------ The records

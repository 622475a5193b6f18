pub type LineNumber = u16;
pub type ColumnNumber = u32;

#[derive(Copy, Clone, Debug, PartialEq, Eq)]
pub enum TokenKind {
  // Brackets
  LeftParen,
  RightParen,

  // Values
  Symbol,
  Integer,
  Float,
  True,
  False,
  String,

  // Terminals
  EndOfFile,
  Error,
}
impl TokenKind {
  pub fn is_terminal(self) -> bool {
    matches!(self, Self::EndOfFile | Self::Error)
  }
}

#[derive(Copy, Clone, Debug, PartialEq, Eq)]
pub enum LexError {
  UnknownCharacter,
  UnterminatedString,
  InvalidScientificNotation,
  MalformedNumber,
}
impl LexError {
  pub fn message(self) -> &'static str {
    match self {
      Self::UnknownCharacter => "Unknown character",
      Self::UnterminatedString => "Unterminated string",
      Self::InvalidScientificNotation => "Invalid scientific notation",
      Self::MalformedNumber => "Malformed number",
    }
  }
}

/// A token borrows its text from the source buffer, so the source must
/// outlive every token produced from it.
#[derive(Copy, Clone, Debug)]
pub struct Token<'source> {
  pub kind: TokenKind,
  pub value: &'source str,
  pub line: LineNumber,
  pub column: ColumnNumber,
  pub error: Option<LexError>,
}

pub struct Lexer<'source> {
  source: &'source str,

  position: usize,
  line: LineNumber,
  column: ColumnNumber,
}

impl<'source> Lexer<'source> {
  pub fn new(source: &'source str) -> Self {
    Self {
      source,
      position: 0,
      line: 1,
      column: 1,
    }
  }

  pub fn next_token(&mut self) -> Token<'source> {
    self.skip_blank();

    let Some(&byte) = self.source.as_bytes().get(self.position) else {
      return Token {
        kind: TokenKind::EndOfFile,
        value: "",
        line: self.line,
        column: self.column,
        error: None,
      };
    };

    match byte {
      b'(' => self.single_character(TokenKind::LeftParen),
      b')' => self.single_character(TokenKind::RightParen),
      b'"' => self.string(),
      b'0'..=b'9' => self.number(),
      b'+' | b'-' => self.sign(),
      b'_' | b'a'..=b'z' | b'A'..=b'Z' => self.identifier(),
      _ => self.unknown_character(),
    }
  }

  fn advance(&mut self, length: usize) {
    self.position += length;
    self.column += length as ColumnNumber;
  }

  fn newline(&mut self) {
    self.position += 1;
    self.line += 1;
    self.column = 1;
  }

  fn skip_blank(&mut self) {
    let bytes = self.source.as_bytes();

    while let Some(&byte) = bytes.get(self.position) {
      match byte {
        b'\n' => self.newline(),
        b' ' | b'\t' | b'\r' => self.advance(1),
        b';' => {
          while bytes.get(self.position).is_some_and(|&byte| byte != b'\n') {
            self.advance(1);
          }
        }
        _ => break,
      }
    }
  }

  fn token(
    &self,
    kind: TokenKind,
    start: (usize, LineNumber, ColumnNumber),
    error: Option<LexError>,
  ) -> Token<'source> {
    let (position, line, column) = start;
    Token {
      kind,
      value: &self.source[position..self.position],
      line,
      column,
      error,
    }
  }

  fn start(&self) -> (usize, LineNumber, ColumnNumber) {
    (self.position, self.line, self.column)
  }

  fn single_character(&mut self, kind: TokenKind) -> Token<'source> {
    let start = self.start();
    self.advance(1);
    self.token(kind, start, None)
  }

  fn sign(&mut self) -> Token<'source> {
    // A sign which does not begin a number is an ordinary symbol,
    // so the arithmetic builtins `+` and `-` can be named
    match self.source.as_bytes().get(self.position + 1) {
      Some(b'0'..=b'9' | b'.') => self.number(),
      _ => self.single_character(TokenKind::Symbol),
    }
  }

  fn number(&mut self) -> Token<'source> {
    let start = self.start();
    let bytes = self.source.as_bytes();

    if matches!(bytes[self.position], b'+' | b'-') {
      self.advance(1);
    }

    let mut has_decimal = false;
    let mut has_exponent = false;

    while let Some(&byte) = bytes.get(self.position) {
      match byte {
        b'0'..=b'9' => self.advance(1),
        b'.' if !has_decimal && !has_exponent => {
          has_decimal = true;
          self.advance(1);
        }
        b'.' => {
          self.advance(1);
          return self.token(TokenKind::Error, start, Some(LexError::MalformedNumber));
        }
        b'e' | b'E' if !has_exponent => {
          has_exponent = true;
          self.advance(1);

          if matches!(bytes.get(self.position), Some(b'+' | b'-')) {
            self.advance(1);
          }
          if !matches!(bytes.get(self.position), Some(b'0'..=b'9')) {
            return self.token(
              TokenKind::Error,
              start,
              Some(LexError::InvalidScientificNotation),
            );
          }
        }
        _ => break,
      }
    }

    let kind = if has_decimal || has_exponent {
      TokenKind::Float
    } else {
      TokenKind::Integer
    };
    self.token(kind, start, None)
  }

  fn identifier(&mut self) -> Token<'source> {
    let start = self.start();
    let bytes = self.source.as_bytes();

    while let Some(&byte) = bytes.get(self.position) {
      if byte.is_ascii_alphanumeric() || matches!(byte, b'_' | b'-' | b'?') {
        self.advance(1);
      } else {
        break;
      }
    }

    let kind = match &self.source[start.0..self.position] {
      "true" => TokenKind::True,
      "false" => TokenKind::False,
      _ => TokenKind::Symbol,
    };
    self.token(kind, start, None)
  }

  fn string(&mut self) -> Token<'source> {
    let start = self.start();
    self.advance(1); // opening quote

    let bytes = self.source.as_bytes();
    while let Some(&byte) = bytes.get(self.position) {
      match byte {
        b'"' => {
          self.advance(1);
          return self.token(TokenKind::String, start, None);
        }
        b'\n' => self.newline(),
        _ => self.advance(1),
      }
    }

    self.token(TokenKind::Error, start, Some(LexError::UnterminatedString))
  }

  fn unknown_character(&mut self) -> Token<'source> {
    let start = self.start();
    let length = self.source[self.position..]
      .chars()
      .next()
      .map_or(1, char::len_utf8);
    self.advance(length);

    self.token(TokenKind::Error, start, Some(LexError::UnknownCharacter))
  }
}

/// Pulls tokens until the end of the source or the first error,
/// including the terminal token
pub fn tokenize(source: &str) -> Vec<Token<'_>> {
  let mut lexer = Lexer::new(source);
  let mut tokens = Vec::new();

  loop {
    let token = lexer.next_token();
    let is_terminal = token.kind.is_terminal();
    tokens.push(token);

    if is_terminal {
      break tokens;
    }
  }
}

#[cfg(test)]
mod tests {
  use super::*;

  fn kinds(source: &str) -> Vec<TokenKind> {
    tokenize(source).iter().map(|token| token.kind).collect()
  }

  #[test]
  fn should_lex_empty_source() {
    let tokens = tokenize("");
    assert_eq!(tokens.len(), 1);
    assert_eq!(tokens[0].kind, TokenKind::EndOfFile);
  }

  #[test]
  fn should_lex_parens() {
    assert_eq!(
      kinds("()"),
      vec![
        TokenKind::LeftParen,
        TokenKind::RightParen,
        TokenKind::EndOfFile
      ]
    );
  }

  #[test]
  fn should_lex_integers() {
    for source in ["123", "+5", "-5", "0"] {
      let tokens = tokenize(source);
      assert_eq!(tokens.len(), 2, "{source}");
      assert_eq!(tokens[0].kind, TokenKind::Integer);
      assert_eq!(tokens[0].value, source);
    }
  }

  #[test]
  fn should_lex_floats() {
    for source in ["12.5", "1.2e-3", "3.0E-50", "-2.5", "1e9", "7E+2"] {
      let tokens = tokenize(source);
      assert_eq!(tokens.len(), 2, "{source}");
      assert_eq!(tokens[0].kind, TokenKind::Float);
      assert_eq!(tokens[0].value, source);
    }
  }

  #[test]
  fn should_error_on_second_decimal_point() {
    let tokens = tokenize("1.2.3");
    let last = tokens.last().unwrap();
    assert_eq!(last.kind, TokenKind::Error);
    assert_eq!(last.error, Some(LexError::MalformedNumber));
  }

  #[test]
  fn should_error_on_exponent_without_digits() {
    for source in ["1e", "1e+", "4.5E-"] {
      let last = *tokenize(source).last().unwrap();
      assert_eq!(last.kind, TokenKind::Error, "{source}");
      assert_eq!(last.error, Some(LexError::InvalidScientificNotation));
    }
  }

  #[test]
  fn should_lex_solitary_sign_as_symbol() {
    let tokens = tokenize("(+ 1 2)");
    assert_eq!(tokens[1].kind, TokenKind::Symbol);
    assert_eq!(tokens[1].value, "+");

    let tokens = tokenize("(- 5 3)");
    assert_eq!(tokens[1].kind, TokenKind::Symbol);
    assert_eq!(tokens[1].value, "-");
  }

  #[test]
  fn should_lex_symbols() {
    for source in ["foo", "_bar", "make-vector", "even?", "x2", "A_b-c?"] {
      let tokens = tokenize(source);
      assert_eq!(tokens.len(), 2, "{source}");
      assert_eq!(tokens[0].kind, TokenKind::Symbol);
      assert_eq!(tokens[0].value, source);
    }
  }

  #[test]
  fn should_lex_booleans() {
    let tokens = tokenize("true false truthy");
    assert_eq!(tokens[0].kind, TokenKind::True);
    assert_eq!(tokens[1].kind, TokenKind::False);
    assert_eq!(tokens[2].kind, TokenKind::Symbol);
  }

  #[test]
  fn should_lex_strings() {
    let tokens = tokenize("\"hello world\"");
    assert_eq!(tokens[0].kind, TokenKind::String);
    assert_eq!(tokens[0].value, "\"hello world\"");

    let tokens = tokenize("\"two\nlines\"");
    assert_eq!(tokens[0].kind, TokenKind::String);
    assert_eq!(tokens[1].line, 2);
  }

  #[test]
  fn should_error_on_unterminated_string() {
    let tokens = tokenize("\"hello");
    assert_eq!(tokens[0].kind, TokenKind::Error);
    assert_eq!(tokens[0].error, Some(LexError::UnterminatedString));
  }

  #[test]
  fn should_error_on_unknown_character() {
    for source in ["#", "@", "&"] {
      let tokens = tokenize(source);
      assert_eq!(tokens[0].kind, TokenKind::Error, "{source}");
      assert_eq!(tokens[0].error, Some(LexError::UnknownCharacter));
    }
  }

  #[test]
  fn should_skip_comments() {
    let commented = kinds("; comment\n(foo)");
    let plain = kinds("(foo)");
    assert_eq!(commented, plain);

    let tokens = tokenize("(foo) ; trailing\n(bar)");
    assert_eq!(tokens.len(), 7);
  }

  #[test]
  fn should_track_lines_and_columns() {
    let tokens = tokenize("(foo\n  bar)");

    assert_eq!((tokens[0].line, tokens[0].column), (1, 1));
    assert_eq!((tokens[1].line, tokens[1].column), (1, 2));
    assert_eq!((tokens[2].line, tokens[2].column), (2, 3));
    assert_eq!((tokens[3].line, tokens[3].column), (2, 6));
  }

  #[test]
  fn should_stop_at_first_error() {
    let tokens = tokenize("foo # bar");
    assert_eq!(tokens.len(), 2);
    assert_eq!(tokens[1].kind, TokenKind::Error);
  }
}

------------

_Exercise description_. Please give an exact copy of the lines above, beginning with the line containing "let mut tokens = Vec::new();" and running through the line containing "assert_eq!(tokens[0].kind, TokenKind::Integer);", and of no other lines.

_Exercise answer_.
  let mut tokens = Vec::new();

  loop {
    let token = lexer.next_token();
    let is_terminal = token.kind.is_terminal();
    tokens.push(token);

    if is_terminal {
      break tokens;
    }
  }
}

#[cfg(test)]
mod tests {
  use super::*;

  fn kinds(source: &str) -> Vec<TokenKind> {
    tokenize(source).iter().map(|token| token.kind).collect()
  }

  #[test]
  fn should_lex_empty_source() {
    let tokens = tokenize("");
    assert_eq!(tokens.len(), 1);
    assert_eq!(tokens[0].kind, TokenKind::EndOfFile);
  }

  #[test]
  fn should_lex_parens() {
    assert_eq!(
      kinds("()"),
      vec![
        TokenKind::LeftParen,
        TokenKind::RightParen,
        TokenKind::EndOfFile
      ]
    );
  }

  #[test]
  fn should_lex_integers() {
    for source in ["123", "+5", "-5", "0"] {
      let tokens = tokenize(source);
      assert_eq!(tokens.len(), 2, "{source}");
      assert_eq!(tokens[0].kind, TokenKind::Integer);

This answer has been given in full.